One, they help scale, which humans don't do very well. If you have a million lines of code, you can scan that really quickly with a tool. Let's be honest: Reviewing code is slow and tedious, and it's mind-numbingly boring.
Two, tools help preserve policy. With Vista [development] we implemented the Security Quality Gate. [This can, for example, perform static analysis, search for unmanaged code, verify certain string buffers, etc.] It's a bunch of tools that run automatically when you check the code in.
Three, tools help enforce policy. The tools look for the bugs, but really what the tools represent is the policies. They help you understand a new bug type and how prevalent that bug might be in the code.
So, how do you ensure your process is tight with security?
There are two golden rules. First, admit you have a problem, which I don't see many people doing. I see a lot of security bugs every day across the industry. Number two, get the senior executives to agree to do this, because if you don't get the senior exec to sign off on this, you are never going to make real progress. If you can't get over the two hurdles, you are never really going to make any headway.
You've talked about developers. I was wondering about the architect -- the person setting the policy.
Well, they still have to get past admitting there is a problem. And that can be a real bitter pill to swallow. How we started here was a small group of architect types recognized we had to do this. But we really made our big strides when we got Bill Gates to agree to this.
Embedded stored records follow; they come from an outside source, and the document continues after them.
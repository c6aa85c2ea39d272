//! Data structures exchanged with the PORTal backend and persisted in the browser.

use std::fmt;

use serde::{Deserialize, Serialize};

use crate::id::{self, MemberId, QualificationId, ReferenceId, RequirementId};

/// Enlisted grades, serialized with the abbreviations the backend stores.
#[derive(Serialize, Deserialize, Debug, Clone, Copy, PartialEq, Eq, Hash, Default)]
pub enum Rank {
    #[serde(rename = "AB")]
    AirmanBasic,
    #[serde(rename = "Amn")]
    Airman,
    #[serde(rename = "A1C")]
    AirmanFirstClass,
    #[serde(rename = "SrA")]
    SeniorAirman,
    #[serde(rename = "SSgt")]
    StaffSergeant,
    #[serde(rename = "TSgt")]
    TechnicalSergeant,
    #[serde(rename = "MSgt")]
    MasterSergeant,
    #[serde(rename = "SMSgt")]
    SeniorMasterSergeant,
    #[serde(rename = "CMSgt")]
    ChiefMasterSergeant,
    #[default]
    #[serde(other)]
    Unknown,
}

impl Rank {
    pub fn as_str(&self) -> &'static str {
        match self {
            Rank::AirmanBasic => "AB",
            Rank::Airman => "Amn",
            Rank::AirmanFirstClass => "A1C",
            Rank::SeniorAirman => "SrA",
            Rank::StaffSergeant => "SSgt",
            Rank::TechnicalSergeant => "TSgt",
            Rank::MasterSergeant => "MSgt",
            Rank::SeniorMasterSergeant => "SMSgt",
            Rank::ChiefMasterSergeant => "CMSgt",
            Rank::Unknown => "",
        }
    }
}

impl fmt::Display for Rank {
    fn fmt(&self, f: &mut fmt::Formatter<'_>) -> fmt::Result {
        f.write_str(self.as_str())
    }
}

/// A portal member as the backend reports it. This is the client's notion of identity.
#[derive(Serialize, Deserialize, Debug, Clone, PartialEq, Eq)]
pub struct Member {
    pub id: MemberId,
    #[serde(default)]
    pub username: String,
    pub first_name: String,
    pub last_name: String,
    #[serde(default)]
    pub rank: Rank,
    #[serde(default)]
    pub admin: bool,
    #[serde(
        default,
        deserialize_with = "id::empty_as_none",
        skip_serializing_if = "Option::is_none"
    )]
    pub supervisor_id: Option<MemberId>,
}

#[derive(Serialize, Deserialize, Debug, Clone, PartialEq, Eq)]
pub struct Reference {
    pub id: ReferenceId,
    pub name: String,
    #[serde(default)]
    pub volume: u32,
    #[serde(default)]
    pub paragraph: String,
}

#[derive(Serialize, Deserialize, Debug, Clone, PartialEq, Eq)]
pub struct Requirement {
    pub id: RequirementId,
    pub name: String,
    pub reference: Reference,
    #[serde(default)]
    pub description: String,
    #[serde(default, skip_serializing_if = "String::is_empty")]
    pub notes: String,
    #[serde(default)]
    pub days_valid_for: u32,
}

#[derive(Serialize, Deserialize, Debug, Clone, PartialEq, Eq)]
pub struct Qualification {
    pub id: QualificationId,
    pub name: String,
    #[serde(default, deserialize_with = "null_as_empty")]
    pub initial_requirements: Vec<Requirement>,
    #[serde(
        default,
        deserialize_with = "null_as_empty",
        skip_serializing_if = "Vec::is_empty"
    )]
    pub recurring_requirements: Vec<Requirement>,
    #[serde(default, skip_serializing_if = "String::is_empty")]
    pub notes: String,
    #[serde(default)]
    pub expires: bool,
    #[serde(default)]
    pub expiration_days: u32,
}

/// Body of `POST /api/login`.
#[derive(Serialize, Deserialize, Clone, PartialEq, Eq)]
pub struct Credentials {
    pub username: String,
    pub password: String,
}

// Keep passwords out of logs
impl fmt::Debug for Credentials {
    fn fmt(&self, f: &mut fmt::Formatter<'_>) -> fmt::Result {
        f.debug_struct("Credentials")
            .field("username", &self.username)
            .field("password", &"<redacted>")
            .finish()
    }
}

/// Successful `POST /api/login` payload. Also the shape persisted in local storage.
#[derive(Serialize, Deserialize, Debug, Clone, PartialEq, Eq)]
pub struct LoginResponse {
    pub member: Member,
    #[serde(default, deserialize_with = "null_as_empty")]
    pub qualifications: Vec<Qualification>,
    #[serde(default, deserialize_with = "null_as_empty")]
    pub subordinates: Vec<Member>,
}

/// The backend encodes an empty list as `null`.
fn null_as_empty<'de, D, T>(deserializer: D) -> Result<Vec<T>, D::Error>
where
    D: serde::Deserializer<'de>,
    T: Deserialize<'de>,
{
    Ok(Option::<Vec<T>>::deserialize(deserializer)?.unwrap_or_default())
}

/// Body of `POST /api/validateSession`.
#[derive(Serialize, Deserialize, Debug, Clone, PartialEq, Eq)]
pub struct SessionProbe {
    pub id: MemberId,
}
We've done a lot of engineering around improving the design of the code. There is also a bunch of defenses we've added to the operating system. But we have to get everyone writing applications to adopt those defenses or the application will be a weak link.
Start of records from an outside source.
impl<'a, C, S, T> SessionManager<'a, C, S, T>
where
    C: ApiClient,
    S: SessionStore,
    T: Timer,
{
    pub fn new(api: &'a C, store: &'a S, timer: &'a T, timeout: Duration) -> Self {
        Self {
            api,
            store,
            timer,
            timeout,
        }
    }

    /// Rehydrates and re-validates the persisted session.
    ///
    /// Any failure, including a validation request that outlives the timeout,
    /// clears persisted data and sends the visitor to the login page.
    pub async fn bootstrap(&self, current_path: &str) -> Bootstrap {
        let session = match self.store.load() {
            Ok(Some(session)) => session,
            Ok(None) => {
                info!("No persisted session, redirecting to login");
                return Bootstrap::logged_out();
            }
            Err(err) => {
                warn!("Discarding unreadable persisted session: {err}");
                self.store.clear();
                return Bootstrap::logged_out();
            }
        };

        if let Err(err) = self.validate(&session).await {
            warn!("Session for {} failed validation: {err}", session.member.id);
            self.store.clear();
            return Bootstrap::logged_out();
        }

        info!("Session for {} is valid", session.member.id);
        let event = if is_entry_path(current_path) {
            GuardEvent::Redirect(Destination::Dashboard)
        } else {
            GuardEvent::Allow
        };
        Bootstrap {
            context: session.into(),
            state: GuardState::Checking.next(event),
        }
    }

    async fn validate(&self, session: &LoginResponse) -> Result<(), ApiError> {
        let probe = SessionProbe {
            id: session.member.id.clone(),
        };
        with_timeout(
            self.timer,
            self.timeout,
            self.api.post_status(endpoints::VALIDATE_SESSION, &probe),
        )
        .await
    }

    /// Submits credentials once. On success the session is persisted and the
    /// returned context should replace the current one.
    pub async fn login(&self, credentials: &Credentials) -> Result<ApplicationContext, LoginError> {
        if credentials.username.trim().is_empty() || credentials.password.is_empty() {
            return Err(LoginError::MissingCredentials);
        }

        let response: LoginResponse = with_timeout(
            self.timer,
            self.timeout,
            self.api.post(endpoints::LOGIN, credentials),
        )
        .await
        .map_err(|err| {
            warn!("Login for {} rejected: {err}", credentials.username);
            LoginError::from(err)
        })?;

        if let Err(err) = self.store.save(&response) {
            warn!("Logged in but could not persist session: {err}");
        }
        info!("Logged in as {}", response.member.id);
        Ok(response.into())
    }

    /// Forgets the session locally. Safe to call when already logged out.
    pub fn logout(&self) -> ApplicationContext {
        self.store.clear();
        info!("Logged out");
        ApplicationContext::empty()
    }

    /// Tells the backend about a logout. Failures are ignored.
    pub async fn notify_logout(&self) {
        let result = with_timeout(
            self.timer,
            self.timeout,
            self.api.get_status(endpoints::LOGOUT),
        )
        .await;
        if let Err(err) = result {
            debug!("Backend logout notification failed: {err}");
        }
    }

    /// Asks the backend whether the session may see admin pages. Any failure
    /// redirects to the dashboard, whatever the persisted identity claims.
    pub async fn check_admin(&self) -> GuardState {
        let state = GuardState::Init.next(GuardEvent::Check);
        let result = with_timeout(
            self.timer,
            self.timeout,
            self.api.get_status(endpoints::CHECK_ADMIN),
        )
        .await;

        match result {
            Ok(()) => state.next(GuardEvent::Allow),
            Err(err) => {
                info!("Admin check denied: {err}");
                state.next(GuardEvent::Redirect(Destination::Dashboard))
            }
        }
    }
}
How does one get going in reviewing their present designs?
If you are new to this, I would do a minimum of four things, with the caveat that everything in the SDL is there for a reason; it's not just there because we thought it was a cool idea. With that said, if I was getting going with security stuff, here is what I would do:
Number 1 -- Education. You have to be sure everyone understands the basics.
Number 2 -- I would adopt some kind of analysis tool. I would not rely on it, but it would be a good indicator of where troubles can be.
Number 3 -- Threat modeling. You have to decompose your application to understand where potential threats are.
Number 4 – Fuzz testing. It's all about building malformed data and seeing how apps respond to it. If you have never done it before, you will find bugs. Absolutely.
Any last words?
One thing I have noticed is that more people are asking about the security stuff. This needs to be part of everyone's applications. If you build software and hook it up to the Internet, you will get whacked. It is a hostile environment out there.
Michael Howard, senior security program manager at Microsoft, is one of the individuals charged with spearheading the company's multiyear effort to become a paramount example of secure software development. He is coauthor of Writing Secure Code, Second Edition [Microsoft Press, 2002], 19 Deadly Sins of Software [McGraw-Hill Osborne Media, 2005] and Writing Secure Code for Windows Vista [Microsoft Press, 2007]. He blogs most eloquently on Michael Howard's Web Log, which owns the subtitle: "A Simple Software Security Guy at Microsoft!"